== Entries shown
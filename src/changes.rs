//! Files with computed changes, ready to be written or delivered.

use crate::requirements::file::{update_detail, update_summary};
use crate::requirements::{RequirementsFile, UpdateRecord};
use serde::Deserialize;
use std::collections::BTreeMap;
use std::path::{Path, PathBuf};

/// A lock file treated as an opaque blob. Per-package changes are derived
/// once, when the value is built, and only used for reporting.
#[derive(Debug, Clone)]
pub struct LockFile {
    pub path: PathBuf,
    pub before: String,
    pub after: String,
    changes: Vec<UpdateRecord>,
}

#[derive(Debug, Default, Deserialize)]
struct LockDocument {
    #[serde(default)]
    package: Vec<LockedPackage>,
}

#[derive(Debug, Deserialize)]
struct LockedPackage {
    name: String,
    version: String,
}

impl LockFile {
    pub fn new(path: impl Into<PathBuf>, before: String, after: String) -> Self {
        let path = path.into();
        let changes = diff_locked_packages(&path, &before, &after);
        Self {
            path,
            before,
            after,
            changes,
        }
    }
}

fn locked_versions(path: &Path, contents: &str) -> Option<BTreeMap<String, String>> {
    match toml::from_str::<LockDocument>(contents) {
        Ok(doc) => Some(
            doc.package
                .into_iter()
                .map(|p| (p.name, p.version))
                .collect(),
        ),
        Err(err) => {
            tracing::warn!("Unable to read packages from {}: {err}", path.display());
            None
        }
    }
}

fn diff_locked_packages(path: &Path, before: &str, after: &str) -> Vec<UpdateRecord> {
    let (Some(old), Some(new)) = (locked_versions(path, before), locked_versions(path, after))
    else {
        return Vec::new();
    };

    let mut changes = Vec::new();
    for (name, old_version) in &old {
        match new.get(name) {
            Some(new_version) if new_version == old_version => {}
            Some(new_version) => changes.push(UpdateRecord::changed(
                name,
                Some(old_version.clone()),
                Some(new_version.clone()),
            )),
            None => changes.push(UpdateRecord::changed(name, Some(old_version.clone()), None)),
        }
    }
    for (name, new_version) in &new {
        if !old.contains_key(name) {
            changes.push(UpdateRecord::changed(name, None, Some(new_version.clone())));
        }
    }
    changes
}

/// A single-line runtime version pin such as `.python-version`.
#[derive(Debug, Clone, PartialEq, Eq)]
pub struct RuntimePinFile {
    pub path: PathBuf,
    pub previous: String,
    pub current: String,
}

impl RuntimePinFile {
    pub fn new(path: impl Into<PathBuf>, previous: String, current: String) -> Self {
        Self {
            path: path.into(),
            previous,
            current,
        }
    }

    fn record(&self) -> UpdateRecord {
        UpdateRecord {
            name: "python".to_string(),
            previous_pin: Some(self.previous.clone()),
            new_pin: Some(self.current.clone()),
            pin_changed: self.previous != self.current,
        }
    }
}

/// Every kind of file the update run can change.
#[derive(Debug, Clone)]
pub enum ChangedFile {
    Requirements(RequirementsFile),
    Lock(LockFile),
    RuntimePin(RuntimePinFile),
}

impl ChangedFile {
    pub fn path(&self) -> &Path {
        match self {
            ChangedFile::Requirements(file) => &file.path,
            ChangedFile::Lock(file) => &file.path,
            ChangedFile::RuntimePin(file) => &file.path,
        }
    }

    pub fn contents(&self) -> String {
        match self {
            ChangedFile::Requirements(file) => file.render(),
            ChangedFile::Lock(file) => file.after.clone(),
            ChangedFile::RuntimePin(file) => format!("{}\n", file.current),
        }
    }

    /// Number of changed dependencies. A lock file whose text changed but
    /// whose packages could not be compared still counts once.
    pub fn change_count(&self) -> usize {
        match self {
            ChangedFile::Requirements(file) => file.update_count(),
            ChangedFile::Lock(file) if file.before == file.after => 0,
            ChangedFile::Lock(file) => file.changes.len().max(1),
            ChangedFile::RuntimePin(file) => usize::from(file.previous != file.current),
        }
    }

    pub fn has_changes(&self) -> bool {
        self.change_count() > 0
    }

    pub fn summary(&self) -> String {
        update_summary(self.path(), self.change_count())
    }

    pub fn detail(&self) -> String {
        match self {
            ChangedFile::Requirements(file) => file.update_detail(),
            ChangedFile::Lock(file) => update_detail(&file.changes),
            ChangedFile::RuntimePin(file) => update_detail(&[file.record()]),
        }
    }
}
====
- **Work to be completed**
Search the records for the string "python", and copy every line that holds it.

- **Written answer**
/// A single-line runtime version pin such as `.python-version`.
            name: "python".to_string(),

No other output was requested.